The Screen team have invested quite a substantial amount in order to bring the technology bang up to date but it is a welcome and noble effort. It offers a wonderful contrast of old and new that adds to the importance of the venue. And it is important. For Screen shows movies most are unlikely to see in the multiplexes, foreign films and cinematic artistry of determined majesty, the likes of which Hollywood could only wish to evoke in its big-budget brash and somewhat vulgar movies. Don’t get me wrong I enjoy the big-budget movies as much as the next man but they do not connect emotionally with an audience nor live long in the memory.
What Screen offers then is a chance to see movies that you won’t see else-where the way that they were mean to be experienced. One of my fondest cinema memories is of attending Screen during the Jameson Dublin International Film Festival in 2006 for a screen of The Civilization of Maxwell Bright. This movie was wonderful, an unknown gem and I was privileged enough to meet with its star Patrick Warburton that day. The man is better known for playing the Tick in the TV series of the same name as well as providing the voices for the Tick in the animated series and Joe Swanson on Family Guy. While that might not be a fair example I have had the ultimate pleasure of attending many other fine films there which I knew little about but which I knew would be interesting and arresting. My confidence in this stemmed and still stems from a deep trust in the knowledge and conviction of the Screen team who seek out movie from far afield and unknown origin but are powerful and epic examples of the medium.
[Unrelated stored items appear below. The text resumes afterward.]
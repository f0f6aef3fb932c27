//! Datagram forwarding.
//!
//! Mirrors the TCP path: bind and connect a host UDP socket to the flow's destination, then create
//! the virtual endpoint and relay datagrams both ways. Flows have no EOF, so a flow ends when the
//! virtual endpoint closes, either side errors, the configured idle timeout elapses, or the
//! lifecycle scope fires.

use std::{
    fmt,
    net::{Ipv4Addr, Ipv6Addr, SocketAddr},
    time::Duration,
};

use meshgate_netstack::{
    ConnectionId, DatagramEndpoint, DatagramRequest, EndpointError, EndpointNotifier, UdpHandler,
};
use tokio::{net::UdpSocket, task::JoinHandle};
use tokio_util::sync::CancellationToken;

use crate::{error::DialError, stats::ForwarderStats, timeouts::IdleTimer, Forwarder};

const MAX_DATAGRAM_BYTES: usize = 65_535;

#[derive(Debug, Clone, Copy, PartialEq, Eq)]
pub enum FlowTermination {
    VirtualClosed,
    VirtualError,
    RealError,
    IdleTimeout,
    Cancelled,
}

impl fmt::Display for FlowTermination {
    fn fmt(&self, f: &mut fmt::Formatter<'_>) -> fmt::Result {
        f.write_str(match self {
            Self::VirtualClosed => "virtual endpoint closed",
            Self::VirtualError => "virtual endpoint error",
            Self::RealError => "real socket error",
            Self::IdleTimeout => "idle timeout",
            Self::Cancelled => "shutdown",
        })
    }
}

#[derive(Debug, Clone, Copy, PartialEq, Eq)]
pub struct FlowReport {
    pub id: ConnectionId,
    pub termination: FlowTermination,
    pub datagrams_virtual_to_real: u64,
    pub datagrams_real_to_virtual: u64,
}

pub struct FlowHandle {
    id: ConnectionId,
    task: JoinHandle<FlowReport>,
}

impl FlowHandle {
    pub fn id(&self) -> ConnectionId {
        self.id
    }

    pub async fn join(self) -> Option<FlowReport> {
        match self.task.await {
            Ok(report) => Some(report),
            Err(err) => {
                tracing::warn!(conn = %self.id, "datagram relay failed: {err}");
                None
            }
        }
    }
}

impl fmt::Debug for FlowHandle {
    fn fmt(&self, f: &mut fmt::Formatter<'_>) -> fmt::Result {
        f.debug_struct("FlowHandle")
            .field("id", &self.id)
            .field("finished", &self.task.is_finished())
            .finish()
    }
}

#[derive(Debug)]
pub enum UdpOutcome {
    /// The host socket could not be bound or connected; the flow was dropped.
    Rejected(DialError),
    ProvisionFailed(EndpointError),
    Relaying(FlowHandle),
}

impl Forwarder {
    pub async fn forward_udp(&self, mut request: DatagramRequest) -> UdpOutcome {
        let id = request.id();
        let stats = self.stats();

        let socket = match self.dial_udp(id.destination()).await {
            Ok(socket) => socket,
            Err(err) => {
                stats.udp_flow_failed();
                tracing::trace!(conn = %id, kind = %err.kind(), "udp dial error: {err}");
                return UdpOutcome::Rejected(err);
            }
        };

        let endpoint = match request.create_endpoint(&EndpointNotifier::new()) {
            Ok(endpoint) => endpoint,
            Err(err) => {
                stats.udp_flow_failed();
                drop(socket);
                tracing::error!(conn = %id, "failed to create virtual datagram endpoint: {err}");
                return UdpOutcome::ProvisionFailed(err);
            }
        };

        tracing::trace!(conn = %id, "established UDP flow");

        let task = tokio::spawn(relay_datagrams(
            id,
            endpoint,
            socket,
            self.config().udp_idle_timeout,
            self.lifecycle().child(),
            stats.clone(),
        ));
        UdpOutcome::Relaying(FlowHandle { id, task })
    }

    async fn dial_udp(&self, target: SocketAddr) -> Result<UdpSocket, DialError> {
        let bind_addr = match target {
            SocketAddr::V4(_) => SocketAddr::from((Ipv4Addr::UNSPECIFIED, 0)),
            SocketAddr::V6(_) => SocketAddr::from((Ipv6Addr::UNSPECIFIED, 0)),
        };
        let dial = async {
            let socket = UdpSocket::bind(bind_addr).await?;
            socket.connect(target).await?;
            Ok::<_, std::io::Error>(socket)
        };
        tokio::select! {
            biased;
            _ = self.lifecycle().cancelled() => Err(DialError::Cancelled { target }),
            res = dial => res.map_err(|err| DialError::io(target, err)),
        }
    }
}

async fn relay_datagrams(
    id: ConnectionId,
    mut endpoint: DatagramEndpoint,
    socket: UdpSocket,
    idle_timeout: Option<Duration>,
    shutdown: CancellationToken,
    stats: ForwarderStats,
) -> FlowReport {
    stats.udp_flow_opened();

    let mut buf = vec![0u8; MAX_DATAGRAM_BYTES];
    let mut idle = IdleTimer::new(idle_timeout);
    let mut to_real = 0u64;
    let mut to_virtual = 0u64;

    let termination = loop {
        tokio::select! {
            _ = shutdown.cancelled() => break FlowTermination::Cancelled,
            _ = idle.expired() => break FlowTermination::IdleTimeout,
            datagram = endpoint.recv() => match datagram {
                None => break FlowTermination::VirtualClosed,
                Some(Err(err)) => {
                    tracing::debug!(conn = %id, "virtual datagram receive error: {err}");
                    break FlowTermination::VirtualError;
                }
                Some(Ok(datagram)) => {
                    if let Err(err) = socket.send(&datagram).await {
                        tracing::debug!(conn = %id, "udp send error: {err}");
                        break FlowTermination::RealError;
                    }
                    to_real += 1;
                    idle.reset();
                }
            },
            res = socket.recv(&mut buf) => match res {
                Ok(n) => {
                    if let Err(err) = endpoint.send(&buf[..n]).await {
                        tracing::debug!(conn = %id, "virtual datagram send error: {err}");
                        break FlowTermination::VirtualError;
                    }
                    to_virtual += 1;
                    idle.reset();
                }
                Err(err) => {
                    tracing::debug!(conn = %id, "udp receive error: {err}");
                    break FlowTermination::RealError;
                }
            },
        }
    };

    drop(endpoint);
    drop(socket);
    stats.udp_flow_closed();

    tracing::trace!(
        conn = %id,
        %termination,
        datagrams_virtual_to_real = to_real,
        datagrams_real_to_virtual = to_virtual,
        "UDP flow closed"
    );

    FlowReport {
        id,
        termination,
        datagrams_virtual_to_real: to_real,
        datagrams_real_to_virtual: to_virtual,
    }
}

impl UdpHandler for Forwarder {
    fn handle_udp(&self, request: DatagramRequest) {
        let forwarder = self.clone();
        tokio::spawn(async move {
            forwarder.forward_udp(request).await;
        });
    }
}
To coincide with their recent renovation Screen had a gala relaunch party last week. While unable to attend myself, due to being stationed outside Ireland’s fair isle, some of my friends and fellow contributors at Culch.ie did and by all accounts it was a star-studded affair and an event worthy of the surroundings. The relaunch aired the Gene Kelly and Fred Astaire classic Singin’ in the Rain and ushered in a new season of classic movies that will soon light up the silver screen once again. This marvellous new season will bring us the likes of Oklahoma!, Gentlemen Prefer Blondes, The Wizard of Oz, An American in Paris and Meet Me in St. Louis. Films that have stood the test of time but that many will never have seen the way that they were intended, in the dark, projected on that magic screen.
The first movie of the new classic season will be Singin’ in the Rain, which will unroll November 17th, a chance for all those who couldn’t attend the gala to catch this legendary performance. It will be followed every Tuesday from then until Christmas with more iconic movies. Hopefully interest in these will spur a second season as many classics deserve a cinema airing once again. For this and many other reason Screen cinema has my eternal thanks as a film-loving nut.